I like the idea of aggregators, and considered building one with Bloggerator. The problem with the ones like RealClear Markets is that they are 1) poorly designed 2) have too much information/links 3) not edited with useful value added information.

A much better model is any of the below sites:

Abnormal Returns

Kottke
Instapundit
Value Investing News (which actually shares revenue with the users).

IMO, for the site to work you either need to have value added editing, or user based participation where it gets rewarded. . .Seeking Alpha works because they have a nice (edited) layout, and were first movers. They will lose out to the next best designed competitor that either 1)does a better job of sending traffic to the blog’s site, or 2) shares revenue with the bloggers. Rempel had a good couple posts on the business of blogging here and here.

Forbes had a shot but is doing their best to muck it up. Take 60% of your revenue then just run ads for the Forbes blog network for two months? Ridiculous.

What are some other good examples of aggregators that I have missed? Any that share revenue with users?

(Edit: As soon as I posted this I received an email from Newsflashr. Good idea, terrible design. World Beta is ranked 24th best business blog. )

—-

Re-read this great paper this morning: The Rewards of Multi-Asset-Class Investing. The paper begins with this quote. If you extrapolate land=real assets, business=stocks, and reserve=bonds, then that is pretty close to the endowment allocation:

“Let every man divide his money into three parts, and invest a third in land, a third in business, and a third let him keep in reserve.” —Talmud Circa 1200 BC–500 AD

—-

Lone Pine, Blue Ridge, Tiger, and Viking all hold Mastercard (MA) – at all time highs here.

—-

The first active ETF begins trading today, the Bear Stearns Current Yield Fund (YYY). Yawn.

—-

Lots of Ibbotson Charts here (nod reader SF).

—-

Do you think the folks at FUNDX / Dal Investments read my paper? A new offering (nod to reader RD). Sounds interesting, although their FUNDX fund basically pegs the MSCI World Index:

FundX Tactical Upgrader Fund (TACTX)

The FundX Tactical Upgrader Fund (TACTX – Inception 2/29/08) uses the NoLoad FundX Upgrading Strategy to select funds and ETFs that are top ranked by our performance-based ranking system.
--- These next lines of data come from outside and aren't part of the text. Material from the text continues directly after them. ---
// Copyright 2022 Webb Technologies Inc.
//
// Licensed under the Apache License, Version 2.0 (the "License");
// you may not use this file except in compliance with the License.
// You may obtain a copy of the License at
//
// http://www.apache.org/licenses/LICENSE-2.0
//
// Unless required by applicable law or agreed to in writing, software
// distributed under the License is distributed on an "AS IS" BASIS,
// WITHOUT WARRANTIES OR CONDITIONS OF ANY KIND, either express or implied.
// See the License for the specific language governing permissions and
// limitations under the License.

#![allow(missing_docs)]
#![allow(clippy::too_many_arguments)]

use ethers::contract::abigen;

abigen!(
    SemaphoreContract,
    r#"[
        function getMerkleTreeRoot(uint256 groupId) external view returns (uint256)
        function getMerkleTreeDepth(uint256 groupId) external view returns (uint256)
        function getMerkleTreeSize(uint256 groupId) external view returns (uint256)
        event MemberAdded(uint256 indexed groupId, uint256 index, uint256 identityCommitment, uint256 merkleTreeRoot)
    ]"#,
);

abigen!(
    OmbuContract,
    r#"[
        function groupCounter() external view returns (uint256)
        function groups(uint256 index) external view returns (uint256)
        function groupNames(uint256 groupId) external view returns (string)
        function isGroupMember(uint256 groupId, uint256 identityCommitment) external view returns (bool)
        function addMember(uint256 groupId, uint256 identityCommitment) external
        function voteOnPost(uint256 groupId, uint256 postId, bool isUpvote, uint256 identityCommitment) external
    ]"#,
);
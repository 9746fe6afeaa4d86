// Copyright 2022 Webb Technologies Inc.
//
// Licensed under the Apache License, Version 2.0 (the "License");
// you may not use this file except in compliance with the License.
// You may obtain a copy of the License at
//
// http://www.apache.org/licenses/LICENSE-2.0
//
// Unless required by applicable law or agreed to in writing, software
// distributed under the License is distributed on an "AS IS" BASIS,
// WITHOUT WARRANTIES OR CONDITIONS OF ANY KIND, either express or implied.
// See the License for the specific language governing permissions and
// limitations under the License.

//! Retry logic for async calls

use std::time::Duration;

use backoff::backoff::Backoff;

/// Constant with Max Retry Count is a backoff policy which always returns
/// a constant duration, until it exceeds the maximum retry count.
#[derive(Debug, Clone)]
pub struct ConstantWithMaxRetryCount {
    interval: Duration,
    max_retry_count: usize,
    count: usize,
}

impl ConstantWithMaxRetryCount {
    /// Creates a new Constant backoff with `interval` and `max_retry_count`.
    /// `interval` is the duration to wait between retries, and `max_retry_count` is the maximum
    /// number of retries, after which we return `None` to indicate that we should stop retrying.
    pub fn new(interval: Duration, max_retry_count: usize) -> Self {
        Self {
            interval,
            max_retry_count,
            count: 0,
        }
    }

    /// How many retries were handed out since the last reset.
    pub fn attempts(&self) -> usize {
        self.count
    }
}

impl Backoff for ConstantWithMaxRetryCount {
    fn next_backoff(&mut self) -> Option<Duration> {
        (self.count < self.max_retry_count).then(|| {
            self.count += 1;
            self.interval
        })
    }

    fn reset(&mut self) {
        self.count = 0;
    }
}

/// A block window that narrows when the provider refuses a query.
///
/// Each narrowing halves the window, but never below `floor` blocks, and the
/// floor itself is never below one block.
#[derive(Debug, Clone, Copy, PartialEq, Eq)]
pub struct HalvingWindow {
    current: u64,
    floor: u64,
}

impl HalvingWindow {
    /// Creates a window that starts at `ceiling` blocks.
    pub fn new(ceiling: u64, floor: u64) -> Self {
        let floor = floor.max(1);
        Self {
            current: ceiling.max(floor),
            floor,
        }
    }

    /// The current window size, in blocks.
    pub fn size(&self) -> u64 {
        self.current
    }

    /// Halves the window. Returns `false` when it is already at the floor,
    /// which means the caller has nothing left to try.
    pub fn narrow(&mut self) -> bool {
        if self.current <= self.floor {
            return false;
        }
        self.current = (self.current / 2).max(self.floor);
        true
    }
}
The Fund also overlays a quantitative, disciplined methodology for moving in and out of a fully invested position. The Fund will – at times – take deliberate action to possibly reduce exposure to market risk.

Under normal market conditions, FundX Tactical Upgrader Fund will typically hold core equity mutual funds and ETFs, as well as some more concentrated funds and ETFs. When the Fund’s tactical model indicates a more defensive portfolio, a substantial portion of the Fund’s portfolio will be invested in money market instruments and ETFs that short the market (move inversely to broad market indexes), providing a hedge against the remaining long positions. When the tactical model indicators turn positive again, the portfolio will return to a fully invested position.

This Fund may not be appropriate for investors seeking regular income, for those pursuing a short-term goal, or for taxable investors interested in limiting their exposure to taxable gains or losses from a mutual fund.